Each line of the records below that includes "vars" adds one to the count; state the final count by itself.

───── DATASET RECORDS ─────

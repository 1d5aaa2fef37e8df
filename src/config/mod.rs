//! Configuration module for the call event processor
//!
//! Configuration comes from .env files, environment variables and an optional
//! YAML file. Priority: YAML > ENV vars > .env values > defaults.
//!
//! # Modules
//! - `yaml`: YAML configuration file loading
//! - `env`: Environment variable loading
//! - `merge`: Merging YAML and environment configurations
//! - `validation`: Configuration validation logic
//!
//! # Example
//! ```rust,no_run
//! use call_event_processor::config::ProcessorConfig;
//! use std::path::PathBuf;
//!
//! # fn main() -> Result<(), Box<dyn std::error::Error>> {
//! // Load from environment variables only
//! let config = ProcessorConfig::from_env()?;
//!
//! // Load from YAML file with environment variable overrides
//! let config_path = PathBuf::from("config.yaml");
//! let config = ProcessorConfig::from_file(&config_path)?;
//!
//! println!("State table: {:?}", config.state_table_name);
//! # Ok(())
//! # }
//! ```

use std::path::PathBuf;
use std::time::Duration;

mod env;
mod merge;
mod validation;
mod yaml;

use crate::core::events::NormalizerConfig;
use crate::core::mutation::{GraphQlGatewayConfig, RetryPolicy};
use crate::core::sentiment::{ScoringConfig, SentimentConfig};
use crate::core::state::{AggregatorConfig, StateStoreConfig};
use crate::errors::{ProcessorError, ProcessorResult};

/// AWS region and optional static credentials.
///
/// When the keys are absent the SDK default provider chain is used.
#[derive(Clone, Default, PartialEq, Eq)]
pub struct AwsSettings {
    pub region: Option<String>,
    pub access_key_id: Option<String>,
    pub secret_access_key: Option<String>,
    pub session_token: Option<String>,
}

impl std::fmt::Debug for AwsSettings {
    fn fmt(&self, f: &mut std::fmt::Formatter<'_>) -> std::fmt::Result {
        f.debug_struct("AwsSettings")
            .field("region", &self.region)
            .field("access_key_id", &self.access_key_id)
            .field(
                "secret_access_key",
                &self.secret_access_key.as_ref().map(|_| "<redacted>"),
            )
            .field(
                "session_token",
                &self.session_token.as_ref().map(|_| "<redacted>"),
            )
            .finish()
    }
}

/// Processor configuration
///
/// Contains everything needed to run one processor instance:
/// - AWS settings
/// - Durable state (table, window, TTL, compression)
/// - Sentiment scoring
/// - Mutation gateway and retry policy
/// - Normalizer caches
/// - Agent assist webhook
#[derive(Debug, Clone, PartialEq)]
pub struct ProcessorConfig {
    pub aws: AwsSettings,

    // Durable state
    /// Unset means the in-memory backend.
    pub state_table_name: Option<String>,
    pub state_partition_key: String,
    pub state_max_window_seconds: u64,
    pub state_ttl_seconds: u64,
    pub state_compression_threshold_bytes: usize,
    pub max_inactivity_seconds: u64,

    // Sentiment
    pub sentiment_enabled: bool,
    pub sentiment_scale_range: f64,
    pub sentiment_positive_threshold: f64,
    pub sentiment_negative_threshold: f64,
    pub sentiment_language_code: String,
    pub sentiment_cache_capacity: u64,
    pub sentiment_cache_ttl_seconds: u64,

    // Mutation gateway
    pub graphql_endpoint: Option<String>,
    pub graphql_api_key: Option<String>,
    pub graphql_timeout_seconds: u64,
    pub mutation_max_retries: u32,
    pub mutation_min_sleep_ms: u64,
    pub mutation_max_sleep_ms: u64,

    // Normalizer
    pub partial_cache_capacity: u64,
    pub partial_cache_ttl_seconds: u64,
    pub segment_expiration_days: u32,

    // Agent assist
    /// Unset disables dispatch.
    pub agent_assist_url: Option<String>,
    pub agent_assist_timeout_seconds: u64,
}

impl Default for ProcessorConfig {
    fn default() -> Self {
        Self {
            aws: AwsSettings::default(),
            state_table_name: None,
            state_partition_key: "CallEventProcessorState".to_string(),
            state_max_window_seconds: 900,
            state_ttl_seconds: 86_400,
            state_compression_threshold_bytes: 102_400,
            max_inactivity_seconds: 1200,
            sentiment_enabled: true,
            sentiment_scale_range: 5.0,
            sentiment_positive_threshold: 0.4,
            sentiment_negative_threshold: 0.4,
            sentiment_language_code: "en".to_string(),
            sentiment_cache_capacity: 10_000,
            sentiment_cache_ttl_seconds: 3600,
            graphql_endpoint: None,
            graphql_api_key: None,
            graphql_timeout_seconds: 10,
            mutation_max_retries: 3,
            mutation_min_sleep_ms: 750,
            mutation_max_sleep_ms: 10_000,
            partial_cache_capacity: 10_000,
            partial_cache_ttl_seconds: 3600,
            segment_expiration_days: 90,
            agent_assist_url: None,
            agent_assist_timeout_seconds: 10,
        }
    }
}

impl ProcessorConfig {
    /// Load configuration from environment variables and defaults.
    ///
    /// The .env file is loaded in `main` at startup, so its values are
    /// visible here as ordinary environment variables.
    pub fn from_env() -> ProcessorResult<Self> {
        let config = merge::merge_config(None)?;
        validation::validate(&config)?;
        Ok(config)
    }

    /// Load configuration from a YAML file with environment variable base
    ///
    /// Priority order (highest to lowest):
    /// 1. YAML file values
    /// 2. Environment variables (actual ENV vars override .env values)
    /// 3. .env file values
    /// 4. Default values
    ///
    /// # Errors
    /// Returns a configuration error if:
    /// - The YAML file cannot be read or is malformed
    /// - Environment variables have invalid formats
    /// - Configuration validation fails
    pub fn from_file(path: &PathBuf) -> ProcessorResult<Self> {
        let yaml_config = yaml::YamlConfig::from_file(path).map_err(ProcessorError::Configuration)?;
        let config = merge::merge_config(Some(yaml_config))?;
        validation::validate(&config)?;
        Ok(config)
    }

    pub fn normalizer_config(&self) -> NormalizerConfig {
        NormalizerConfig {
            partial_cache_capacity: self.partial_cache_capacity,
            partial_cache_ttl: Duration::from_secs(self.partial_cache_ttl_seconds),
            segment_expiration_days: self.segment_expiration_days,
        }
    }

    pub fn sentiment_config(&self) -> SentimentConfig {
        SentimentConfig {
            scoring: ScoringConfig {
                scale_range: self.sentiment_scale_range,
                positive_threshold: self.sentiment_positive_threshold,
                negative_threshold: self.sentiment_negative_threshold,
            },
            language_code: self.sentiment_language_code.clone(),
            cache_capacity: self.sentiment_cache_capacity,
            cache_ttl: Duration::from_secs(self.sentiment_cache_ttl_seconds),
        }
    }

    pub fn state_store_config(&self) -> StateStoreConfig {
        StateStoreConfig {
            partition_key: self.state_partition_key.clone(),
            max_window_seconds: self.state_max_window_seconds,
            ttl_seconds: self.state_ttl_seconds,
            compression_threshold_bytes: self.state_compression_threshold_bytes,
        }
    }

    pub fn aggregator_config(&self) -> AggregatorConfig {
        AggregatorConfig {
            max_inactivity_seconds: self.max_inactivity_seconds,
        }
    }

    pub fn retry_policy(&self) -> RetryPolicy {
        RetryPolicy {
            max_retries: self.mutation_max_retries,
            min_sleep: Duration::from_millis(self.mutation_min_sleep_ms),
            max_sleep: Duration::from_millis(self.mutation_max_sleep_ms),
        }
    }

    /// Gateway settings, or an error when no endpoint is configured.
    pub fn graphql_config(&self) -> ProcessorResult<GraphQlGatewayConfig> {
        let endpoint = self.graphql_endpoint.clone().ok_or_else(|| {
            ProcessorError::Configuration("GRAPHQL_ENDPOINT is required".to_string())
        })?;
        Ok(GraphQlGatewayConfig {
            endpoint,
            api_key: self.graphql_api_key.clone(),
            timeout: Duration::from_secs(self.graphql_timeout_seconds),
        })
    }

    pub fn agent_assist_timeout(&self) -> Duration {
        Duration::from_secs(self.agent_assist_timeout_seconds)
    }
}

─────

### TASK RESULT
2